▶ _WORK TASK_
Set down, exactly, every line from the top of the listing through the one holding "use std::time::Instant;".

──────── MATERIAL SHOWN ────────

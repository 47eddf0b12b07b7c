//! # Fallback Router (C5)
//!
//! Ties the other components together: classify intent, select a primary
//! backend, invoke it, and on failure walk the configured fallback chain
//! sequentially — never in parallel, each candidate fully exhausted
//! (including its own retries) before the next is touched (§4.5).

use crate::backend::BackendState;
use crate::circuit_breaker::CircuitBreakerConfig;
use crate::config::{AliasResolver, RoutingPolicyConfig};
use crate::intent::{ClassifierConfig, Intent, IntentClassifier};
use crate::invoker::{BackendInvoker, RetryPolicy};
use crate::metrics::MetricsRegistry;
use crate::models::{FailureMetadata, GenerateRequest, GenerateResponse, RoutingMetadata};
use crate::registry::CircuitBreakerRegistry;
use std::collections::HashMap;
use std::sync::Arc;
use std::time::Instant;

/// Everything the router needs that was produced at config load: backend
/// runtime state, the alias table, and the static routing policy.
pub struct FallbackRouter {
    backends: HashMap<String, Arc<BackendState>>,
    aliases: AliasResolver,
    policy: RoutingPolicyConfig,
    classifier: IntentClassifier,
    invoker: BackendInvoker,
    breakers: Arc<CircuitBreakerRegistry>,
    breaker_config: CircuitBreakerConfig,
    metrics: &'static MetricsRegistry,
}

impl FallbackRouter {
    pub fn new(
        backends: HashMap<String, Arc<BackendState>>,
        aliases: AliasResolver,
        policy: RoutingPolicyConfig,
        classifier_config: ClassifierConfig,
        retry: RetryPolicy,
        breakers: Arc<CircuitBreakerRegistry>,
        breaker_config: CircuitBreakerConfig,
        metrics: &'static MetricsRegistry,
    ) -> Self {
        Self {
            backends,
            aliases,
            policy,
            classifier: IntentClassifier::new(&classifier_config),
            invoker: BackendInvoker::new(retry, metrics),
            breakers,
            breaker_config,
            metrics,
        }
    }

    fn select_primary(&self, intent: Intent, preferred: Option<&str>) -> (String, bool) {
        if let Some(preferred) = preferred {
            if let Some(resolved) = self.aliases.resolve(preferred) {
                return (resolved.to_string(), true);
            }
        }
        let by_intent = self
            .policy
            .primary_by_intent
            .get(&intent.to_string())
            .cloned()
            .unwrap_or_else(|| self.policy.default_backend.clone());
        (by_intent, false)
    }

    fn fallback_chain_for(&self, primary: &str) -> Vec<String> {
        self.policy.fallback_chains.get(primary).cloned().unwrap_or_default()
    }

    async fn invoke(&self, backend_id: &str, intent: Intent, prompt: &str, params: &crate::models::GenerationParams) -> crate::invoker::InvokeOutcome {
        let backend = match self.backends.get(backend_id) {
            Some(b) => b.clone(),
            None => {
                return crate::invoker::InvokeOutcome {
                    success: false,
                    text: None,
                    error: Some(crate::error::RouterError::Unexpected {
                        backend: backend_id.to_string(),
                        message: "backend not found".to_string(),
                    }),
                }
            }
        };
        let breaker = self
            .breakers
            .get_or_create(&format!("backend_{backend_id}"), self.breaker_config.clone())
            .await;
        self.invoker.try_backend(&backend, &breaker, intent, prompt, params).await
    }

    /// `generate(request) -> response`, the §4.5 six-step algorithm.
    pub async fn generate(&self, request: GenerateRequest, prompt: &str) -> GenerateResponse {
        let t_start = Instant::now();

        let classify_start = Instant::now();
        let (intent, confidence) = self.classifier.classify(&request.classifiable_text());
        self.metrics
            .observe_classification_latency(classify_start.elapsed().as_secs_f64());
        self.metrics.record_intent_classification(&intent.to_string(), confidence);

        let (primary, explicit_model_used) =
            self.select_primary(intent, request.preferred_backend.as_deref());

        let primary_outcome = self.invoke(&primary, intent, prompt, &request.params).await;
        if primary_outcome.success {
            self.metrics
                .observe_latency(&primary, &intent.to_string(), t_start.elapsed().as_secs_f64());
            return GenerateResponse::Success {
                text: primary_outcome.text.unwrap_or_default(),
                metadata: self.success_metadata(&primary, intent, confidence, false, None, t_start, explicit_model_used),
            };
        }

        let chain = self.fallback_chain_for(&primary);
        let mut tried = vec![primary.clone()];

        for candidate in &chain {
            self.metrics.record_fallback_request(&primary, candidate);
            self.metrics.record_model_fallback(&primary, "source");
            self.metrics.record_model_fallback(candidate, "target");

            let outcome = self.invoke(candidate, intent, prompt, &request.params).await;
            tried.push(candidate.clone());

            if outcome.success {
                self.metrics
                    .observe_latency(candidate, &intent.to_string(), t_start.elapsed().as_secs_f64());
                return GenerateResponse::Success {
                    text: outcome.text.unwrap_or_default(),
                    metadata: self.success_metadata(
                        candidate,
                        intent,
                        confidence,
                        true,
                        Some(primary.clone()),
                        t_start,
                        explicit_model_used,
                    ),
                };
            }
        }

        self.metrics.record_error("all", "all_models_failed");
        self.update_fallback_rate(&primary, true);
        GenerateResponse::Failure {
            error: "All models failed".to_string(),
            metadata: FailureMetadata {
                intent: intent.to_string(),
                confidence,
                tried_models: tried,
            },
        }
    }

    fn success_metadata(
        &self,
        backend_id: &str,
        intent: Intent,
        confidence: f64,
        fallback_used: bool,
        primary_model: Option<String>,
        t_start: Instant,
        explicit_model_used: bool,
    ) -> RoutingMetadata {
        self.update_fallback_rate(backend_id, fallback_used);
        let display_name = self
            .backends
            .get(backend_id)
            .map(|b| b.config().display_name.clone())
            .unwrap_or_else(|| backend_id.to_string());
        RoutingMetadata {
            backend_id: backend_id.to_string(),
            display_name,
            intent: intent.to_string(),
            confidence,
            fallback_used,
            primary_model,
            total_time_seconds: t_start.elapsed().as_secs_f64(),
            explicit_model_used,
        }
    }

    /// Rolling share of requests against `model` that needed a fallback.
    /// Implementation detail left to the implementer by §4.6; this keeps
    /// a simple exponential moving average per backend, blending each new
    /// sample against the gauge's last recorded value.
    fn update_fallback_rate(&self, model: &str, fallback_used: bool) {
        const ALPHA: f64 = 0.1;
        let sample = if fallback_used { 1.0 } else { 0.0 };
        let previous = self.metrics.fallback_rate(model).unwrap_or(sample);
        self.metrics.set_fallback_rate(model, ALPHA * sample + (1.0 - ALPHA) * previous);
    }
}

#[cfg(test)]
mod tests {
    use super::*;
    use crate::backend::BackendConfig;
    use crate::models::Message;
    use wiremock::matchers::{method, path};
    use wiremock::{Mock, MockServer, ResponseTemplate};

    async fn backend_with_mock(id: &str, status: u16, text: &str) -> (MockServer, Arc<BackendState>) {
        let server = MockServer::start().await;
        Mock::given(method("POST"))
            .and(path("/generate"))
            .respond_with(ResponseTemplate::new(status).set_body_json(serde_json::json!({"text": text})))
            .mount(&server)
            .await;
        let state = BackendState::new(BackendConfig {
            id: id.into(),
            endpoint: server.uri(),
            display_name: id.into(),
            capabilities: vec![],
            default_max_tokens: 100,
            default_temperature: 0.7,
            aliases: vec![],
        });
        state.set_healthy(true);
        (server, Arc::new(state))
    }

    #[tokio::test]
    async fn falls_back_in_declared_order() {
        let (_s1, primary) = backend_with_mock("primary", 503, "").await;
        let (_s2, fallback) = backend_with_mock("fallback", 200, "fallback response").await;

        let mut backends = HashMap::new();
        backends.insert("primary".to_string(), primary);
        backends.insert("fallback".to_string(), fallback);

        let aliases = AliasResolver::build(&[
            BackendConfig {
                id: "primary".into(),
                endpoint: "x".into(),
                display_name: "primary".into(),
                capabilities: vec![],
                default_max_tokens: 100,
                default_temperature: 0.7,
                aliases: vec![],
            },
            BackendConfig {
                id: "fallback".into(),
                endpoint: "x".into(),
                display_name: "fallback".into(),
                capabilities: vec![],
                default_max_tokens: 100,
                default_temperature: 0.7,
                aliases: vec![],
            },
        ])
        .unwrap();

        let policy = RoutingPolicyConfig {
            primary_by_intent: HashMap::new(),
            fallback_chains: HashMap::from([("primary".to_string(), vec!["fallback".to_string()])]),
            default_backend: "primary".to_string(),
        };

        let router = FallbackRouter::new(
            backends,
            aliases,
            policy,
            ClassifierConfig::default(),
            RetryPolicy {
                max_attempts: 1,
                backoff_factor: 2.0,
            },
            Arc::new(CircuitBreakerRegistry::new()),
            CircuitBreakerConfig::default(),
            crate::metrics::global(),
        );

        let request = GenerateRequest::new(vec![Message::user("hello there")]);
        let response = router.generate(request, "hello there").await;

        match response {
            GenerateResponse::Success { text, metadata } => {
                assert_eq!(text, "fallback response");
                assert!(metadata.fallback_used);
                assert_eq!(metadata.primary_model.as_deref(), Some("primary"));
                assert_eq!(metadata.backend_id, "fallback");
            }
            GenerateResponse::Failure { .. } => panic!("expected success via fallback"),
        }
    }

    #[tokio::test]
    async fn all_backends_failed_reports_tried_list() {
        let (_s1, primary) = backend_with_mock("primary", 500, "").await;

        let mut backends = HashMap::new();
        backends.insert("primary".to_string(), primary);

        let aliases = AliasResolver::build(&[BackendConfig {
            id: "primary".into(),
            endpoint: "x".into(),
            display_name: "primary".into(),
            capabilities: vec![],
            default_max_tokens: 100,
            default_temperature: 0.7,
            aliases: vec![],
        }])
        .unwrap();

        let policy = RoutingPolicyConfig {
            primary_by_intent: HashMap::new(),
            fallback_chains: HashMap::new(),
            default_backend: "primary".to_string(),
        };

        let router = FallbackRouter::new(
            backends,
            aliases,
            policy,
            ClassifierConfig::default(),
            RetryPolicy {
                max_attempts: 1,
                backoff_factor: 2.0,
            },
            Arc::new(CircuitBreakerRegistry::new()),
            CircuitBreakerConfig::default(),
            crate::metrics::global(),
        );

        let request = GenerateRequest::new(vec![Message::user("hello there")]);
        let response = router.generate(request, "hello there").await;

        match response {
            GenerateResponse::Failure { error, metadata } => {
                assert_eq!(error, "All models failed");
                assert_eq!(metadata.tried_models, vec!["primary".to_string()]);
            }
            GenerateResponse::Success { .. } => panic!("expected failure"),
        }
    }
}
//! Pulse-shape envelope tables.
//!
//! The board plays a per-channel amplitude table on the rising edge of the
//! pulse-enable line and the same table reversed on the falling edge. The
//! "sensible" shape is a logarithmically compressed `sin^4` ramp that reaches
//! full scale on the last sample.

use crate::error::{check_range, DdsError, DdsResult};
use crate::words::AMPLITUDE_WORD_MAX;

/// Sample clock of the shape table.
pub const DEFAULT_SAMPLE_RATE_HZ: f64 = 200e6;
/// Shortest ramp that still has a usable number of samples.
pub const MIN_DURATION_S: f64 = 0.2e-6;
/// Longest ramp the table can hold at the default sample rate.
pub const MAX_DURATION_S: f64 = 10e-6;
/// Table capacity.
pub const MAX_SAMPLES: usize = 2048;

/// Samples in [0, 1], one per table clock tick.
#[derive(Debug, Clone, PartialEq)]
pub struct PulseShape {
    samples: Vec<f64>,
}

impl PulseShape {
    /// Wrap explicit samples after validating length and range.
    pub fn from_samples(samples: Vec<f64>) -> DdsResult<Self> {
        check_length(samples.len())?;
        for &s in &samples {
            check_range("pulse_shape_sample", s, 0.0, 1.0)?;
        }
        Ok(Self { samples })
    }

    /// Single full-scale sample: switches instantly.
    pub fn trivial() -> Self {
        Self { samples: vec![1.0] }
    }

    /// Sample values.
    pub fn samples(&self) -> &[f64] {
        &self.samples
    }

    /// Number of samples.
    pub fn len(&self) -> usize {
        self.samples.len()
    }

    /// Never true for a validated shape.
    pub fn is_empty(&self) -> bool {
        self.samples.is_empty()
    }

    /// Amplitude words, `round(x * 0x3fff)`.
    pub fn quantize(&self) -> Vec<u16> {
        self.samples
            .iter()
            .map(|s| (s * f64::from(AMPLITUDE_WORD_MAX)).round() as u16)
            .collect()
    }
}

fn check_length(len: usize) -> DdsResult<()> {
    if (1..=MAX_SAMPLES).contains(&len) {
        Ok(())
    } else {
        Err(DdsError::range(
            "pulse_shape_length",
            len as f64,
            1.0,
            MAX_SAMPLES as f64,
        ))
    }
}

/// Quantize raw samples, validating length and range first.
pub fn quantize_shape(samples: &[f64]) -> DdsResult<Vec<u16>> {
    Ok(PulseShape::from_samples(samples.to_vec())?.quantize())
}

/// Build the sensible ramp for `duration_s` at `sample_rate_hz`.
///
/// `n = round(duration * rate)` samples with
/// `y_i = 0.209 * log10(sin((1 + i) / (n + 1) * pi / 2)^4) + 1`,
/// clamped to [0, 1].
pub fn build_shape(duration_s: f64, sample_rate_hz: f64) -> DdsResult<PulseShape> {
    check_range("duration", duration_s, MIN_DURATION_S, MAX_DURATION_S)?;
    if !(sample_rate_hz.is_finite() && sample_rate_hz > 0.0) {
        return Err(DdsError::range(
            "sample_rate",
            sample_rate_hz,
            f64::MIN_POSITIVE,
            f64::MAX,
        ));
    }

    let n = (duration_s * sample_rate_hz).round();
    check_range("pulse_shape_length", n, 1.0, MAX_SAMPLES as f64)?;
    let n = n as usize;

    let samples = (0..n)
        .map(|i| {
            let x = (1 + i) as f64 / (n + 1) as f64 * std::f64::consts::FRAC_PI_2;
            let y = 0.209 * x.sin().powi(4).log10() + 1.0;
            y.clamp(0.0, 1.0)
        })
        .collect();

    Ok(PulseShape { samples })
}

/// [`build_shape`] at the default 200 MHz table clock.
pub fn sensible_shape(duration_s: f64) -> DdsResult<PulseShape> {
    build_shape(duration_s, DEFAULT_SAMPLE_RATE_HZ)
}
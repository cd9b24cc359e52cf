//! Common infrastructure for mock devices.
//!
//! - **mode**: Operational modes (Instant, Realistic)
//! - **timing**: Serial round-trip delays for realistic mode
//! - **faults**: Deterministic error injection

pub mod faults;
pub mod mode;
pub mod timing;

pub use faults::{FaultConfig, FaultScenario};
pub use mode::MockMode;
pub use timing::TimingConfig;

────────

▶ _FINAL ANSWER_
repository 47eddf0b12b07b7c
//! # Fallback Router (C5)
//!
//! Ties the other components together: classify intent, select a primary
//! backend, invoke it, and on failure walk the configured fallback chain
//! sequentially — never in parallel, each candidate fully exhausted
//! (including its own retries) before the next is touched (§4.5).

use crate::backend::BackendState;
use crate::circuit_breaker::CircuitBreakerConfig;
use crate::config::{AliasResolver, RoutingPolicyConfig};
use crate::intent::{ClassifierConfig, Intent, IntentClassifier};
use crate::invoker::{BackendInvoker, RetryPolicy};
use crate::metrics::MetricsRegistry;
use crate::models::{FailureMetadata, GenerateRequest, GenerateResponse, RoutingMetadata};
use crate::registry::CircuitBreakerRegistry;
use std::collections::HashMap;
use std::sync::Arc;
use std::time::Instant;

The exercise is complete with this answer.